Records shown:

//! Integration tests for the full derive-mount-measure-layout pipeline.
//!
//! These drive the public API end to end the way a hosting application
//! would: parse a document, derive the graph, mount it on a surface at zero
//! positions, let the surface measure, then orchestrate the layout.

use std::future::ready;
use std::time::Duration;

use futures::executor::block_on;

use rampart::{
    DiagramBuilder,
    config::AppConfig,
    layout::Outcome,
    surface::{FlowSurface, HeadlessSurface},
};

fn instant_sleep(_interval: Duration) -> std::future::Ready<()> {
    ready(())
}

const CHAIN: &str = "\
title: Credential theft
facts:
  - a: Passwords are reused
attacks:
  - b: Credential stuffing
    from:
      - a
goals:
  - g: Account takeover
    from:
      - b
";

#[test]
fn test_chain_document_end_to_end() {
    let builder = DiagramBuilder::default();
    let model = builder.parse(CHAIN).expect("document is valid");
    let graph = builder.build_graph(&model).expect("graph is consistent");

    assert_eq!(graph.node_count(), 3);
    assert_eq!(graph.edge_count(), 2);

    let edges = graph.flow_edges();
    assert_eq!(edges[0].id, "a-b");
    assert_eq!(edges[1].id, "b-g");
    assert!(edges.iter().all(|e| e.label.is_none()));

    let mut surface = HeadlessSurface::new();
    builder.mount(&graph, &mut surface);
    assert!(surface.nodes().iter().all(|n| n.position.is_zero()));

    surface.measure_all();
    let mut orchestrator = builder.orchestrator();
    let outcome = block_on(orchestrator.run(&mut surface, instant_sleep)).unwrap();
    assert_eq!(outcome, Outcome::Committed);
    assert_eq!(surface.fit_view_requests(), 1);

    // The goal lies further along the primary axis than the attack, which
    // lies further than the fact.
    let nodes = surface.nodes();
    let x_of = |name: &str| {
        nodes
            .iter()
            .find(|n| n.id == name)
            .expect("node exists")
            .position
            .x()
    };
    assert!(x_of("g") > x_of("b"));
    assert!(x_of("b") > x_of("a"));
}

#[test]
fn test_layout_waits_for_measurement() {
    // Without measure_all the surface never reports sizes, so the
    // orchestrator must give up with a bounded timeout instead of laying
    // out unmeasured nodes.
    let config: AppConfig = toml_like_config();
    let builder = DiagramBuilder::new(config);
    let model = builder.parse(CHAIN).unwrap();
    let graph = builder.build_graph(&model).unwrap();

    let mut surface = HeadlessSurface::new();
    builder.mount(&graph, &mut surface);

    let mut orchestrator = builder.orchestrator();
    let result = block_on(orchestrator.run(&mut surface, instant_sleep));

    assert!(result.is_err());
    assert!(surface.nodes().iter().all(|n| n.position.is_zero()));
    assert_eq!(surface.fit_view_requests(), 0);
}

/// A config with a tight poll budget so the timeout test stays fast.
fn toml_like_config() -> AppConfig {
    serde_json::from_str(r#"{"layout": {"poll_max_wait_ms": 20}}"#).expect("valid config")
}

#[test]
fn test_mitigation_with_backwards_origin() {
    let source = "\
title: Mitigated
attacks:
  - tamper: Tamper with updates
mitigations:
  - signing: Sign all artifacts
    implemented: false
    from:
      - tamper: blocks
        backwards: true
";
    let builder = DiagramBuilder::default();
    let model = builder.parse(source).unwrap();
    let graph = builder.build_graph(&model).unwrap();

    let edges = graph.flow_edges();
    assert_eq!(edges.len(), 1);
    assert_eq!(edges[0].source, "signing");
    assert_eq!(edges[0].target, "tamper");
    assert_eq!(edges[0].id, "signing-tamper");
    assert_eq!(edges[0].label.as_deref(), Some("blocks"));

    // The implemented flag is carried as data, never topology.
    let node = graph.node("signing").unwrap();
    assert_eq!(node.implemented, Some(false));
}

#[test]
fn test_configured_root_gets_layout_hint() {
    let config: AppConfig =
        serde_json::from_str(r#"{"layout": {"root": "g"}}"#).expect("valid config");
    let builder = DiagramBuilder::new(config);
    let model = builder.parse(CHAIN).unwrap();
    let graph = builder.build_graph(&model).unwrap();

    let root = graph.node("g").unwrap();
    let hint = root.layout_hint.expect("root carries a hint");
    assert_eq!(hint.width(), 170.0);
}

#[test]
fn test_malformed_document_reaches_no_surface() {
    let source = "\
title: Broken
attacks:
  - phish: Phishing
    smish: Smishing
";
    let builder = DiagramBuilder::default();
    let err = builder.parse(source).unwrap_err();
    assert!(matches!(err, rampart::RampartError::Document { .. }));
}

#[test]
fn test_dangling_reference_aborts_graph() {
    let source = "\
title: Broken
attacks:
  - b:
    from:
      - ghost
";
    let builder = DiagramBuilder::default();
    let model = builder.parse(source).unwrap();
    let err = builder.build_graph(&model).unwrap_err();
    assert!(err.to_string().contains("ghost"));
}
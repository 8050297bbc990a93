//! Deriving the directed attack-tree graph from a threat model.
//!
//! The builder walks the validated document once, producing one visual node
//! per entity and one visual edge per (destination, origin) pair, with the
//! `backwards` convention resolved into final source/target order. The
//! result is held in a petgraph [`DiGraph`] so parallel edges between the
//! same pair of entities survive; display ids are derived per edge and are
//! allowed to collide.

use std::collections::HashMap;

use log::{debug, trace};
use petgraph::{
    graph::{DiGraph, NodeIndex},
    visit::EdgeRef,
};
use thiserror::Error;

use rampart_core::{
    flow::{FlowEdge, FlowNode},
    geometry::Size,
    identifier::Id,
    model::ThreatModel,
};

/// Data-integrity errors raised while deriving the graph.
///
/// Both variants are fatal: a diagram built from an inconsistent document
/// would silently misrepresent the threat model, so construction aborts and
/// nothing reaches the rendering surface.
#[derive(Debug, Error)]
pub enum GraphError {
    /// Two entities share a name. The decoder validates this first; the
    /// builder re-checks because it is the component that actually keys
    /// nodes by name.
    #[error("duplicate entity name `{name}`")]
    DuplicateName {
        /// The colliding name.
        name: Id,
    },

    /// An origin references a name absent from the combined entity set.
    #[error("`{destination}` references unknown entity `{origin}`")]
    DanglingReference {
        /// The missing name.
        origin: Id,
        /// The entity whose `from` list holds the reference.
        destination: Id,
    },
}

/// Per-edge payload stored in the graph.
#[derive(Debug, Clone)]
struct EdgeData {
    display_id: String,
    label: Option<String>,
    origin: usize,
}

/// The derived attack-tree graph for one document load.
///
/// Built wholesale from a [`ThreatModel`] and never patched incrementally;
/// a new document load builds a new graph. Node and edge iteration order is
/// insertion order, so repeated builds from the same document are
/// structurally identical.
#[derive(Debug)]
pub struct ThreatGraph {
    graph: DiGraph<FlowNode, EdgeData>,
    node_indices: HashMap<Id, NodeIndex>,
}

impl ThreatGraph {
    /// Derives the graph from a validated threat model.
    ///
    /// # Errors
    ///
    /// Returns [`GraphError`] on a duplicate entity name or a dangling
    /// origin reference; no partial graph is produced.
    pub fn from_model(model: &ThreatModel) -> Result<Self, GraphError> {
        let mut graph = DiGraph::new();
        let mut node_indices = HashMap::new();

        for entity in model.entities() {
            let node = FlowNode::from(entity);
            let name = node.id;
            let idx = graph.add_node(node);
            if node_indices.insert(name, idx).is_some() {
                return Err(GraphError::DuplicateName { name });
            }
        }

        for entity in model.entities() {
            let destination = entity.name;
            let destination_idx = node_indices[&destination];

            for (origin_idx, origin) in entity.origins.iter().enumerate() {
                let Some(&source_idx) = node_indices.get(&origin.name) else {
                    return Err(GraphError::DanglingReference {
                        origin: origin.name,
                        destination,
                    });
                };

                // `backwards` swaps the visual arrow; the document still
                // reads "destination is caused by origin".
                let (from, to, display_id) = if origin.backwards {
                    (
                        destination_idx,
                        source_idx,
                        format!("{destination}-{}", origin.name),
                    )
                } else {
                    (
                        source_idx,
                        destination_idx,
                        format!("{}-{destination}", origin.name),
                    )
                };

                trace!(edge = display_id, backwards = origin.backwards; "Adding edge");
                graph.add_edge(
                    from,
                    to,
                    EdgeData {
                        display_id,
                        label: origin.label.clone(),
                        origin: origin_idx,
                    },
                );
            }
        }

        debug!(
            nodes = graph.node_count(),
            edges = graph.edge_count();
            "Graph derived from threat model"
        );

        Ok(Self {
            graph,
            node_indices,
        })
    }

    /// Number of nodes in the graph.
    pub fn node_count(&self) -> usize {
        self.graph.node_count()
    }

    /// Number of edges in the graph.
    pub fn edge_count(&self) -> usize {
        self.graph.edge_count()
    }

    /// Looks up a node by entity name.
    pub fn node(&self, name: &str) -> Option<&FlowNode> {
        let idx = self.node_indices.get(&Id::new(name))?;
        self.graph.node_weight(*idx)
    }

    /// Attaches a layout-size override to the named node, returning `false`
    /// when no such node exists.
    pub fn set_layout_hint(&mut self, name: &str, hint: Size) -> bool {
        let Some(&idx) = self.node_indices.get(&Id::new(name)) else {
            return false;
        };
        self.graph[idx].layout_hint = Some(hint);
        true
    }

    /// The surface-facing node list, in derivation order.
    pub fn flow_nodes(&self) -> Vec<FlowNode> {
        self.graph.node_weights().cloned().collect()
    }

    /// The surface-facing edge list, in derivation order.
    pub fn flow_edges(&self) -> Vec<FlowEdge> {
        self.graph
            .edge_references()
            .map(|edge| {
                let data = edge.weight();
                FlowEdge {
                    id: data.display_id.clone(),
                    source: self.graph[edge.source()].id,
                    target: self.graph[edge.target()].id,
                    label: data.label.clone(),
                    origin: data.origin,
                }
            })
            .collect()
    }
}
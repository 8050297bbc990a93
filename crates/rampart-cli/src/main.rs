//! Rampart CLI entry point.

use std::{process, str::FromStr};

use clap::Parser;
use log::{LevelFilter, debug, error, info};

use rampart_cli::{Args, error_adapter::to_reportables};

fn main() {
    // Install miette's pretty panic hook early for better panic reports
    miette::set_panic_hook();

    // Parse configuration first
    let args = Args::parse();

    // Initialize the logger with the specified log level
    let log_level = LevelFilter::from_str(&args.log_level).unwrap_or_else(|_| {
        eprintln!(
            "Invalid log level: {}. Using 'warn' instead.",
            args.log_level
        );
        LevelFilter::Warn
    });

    env_logger::Builder::from_env(env_logger::Env::default())
        .filter_level(log_level)
        .init();

    info!(log_level:?; "Starting Rampart");
    debug!(args:?; "Parsed arguments");

    // Run the application
    if let Err(err) = rampart_cli::run(&args) {
        let reporter = miette::GraphicalReportHandler::new();

        // Render each diagnostic independently
        for reportable in to_reportables(&err) {
            let mut writer = String::new();
            reporter
                .render_report(&mut writer, &reportable)
                .expect("Writing to String buffer is infallible");

            error!("{writer}");
        }

        process::exit(1);
    }

    info!("Completed successfully");
}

Task: Pull out all lines of the data with the string "validated".

Exercise solution:
//! The builder walks the validated document once, producing one visual node
    /// Derives the graph from a validated threat model.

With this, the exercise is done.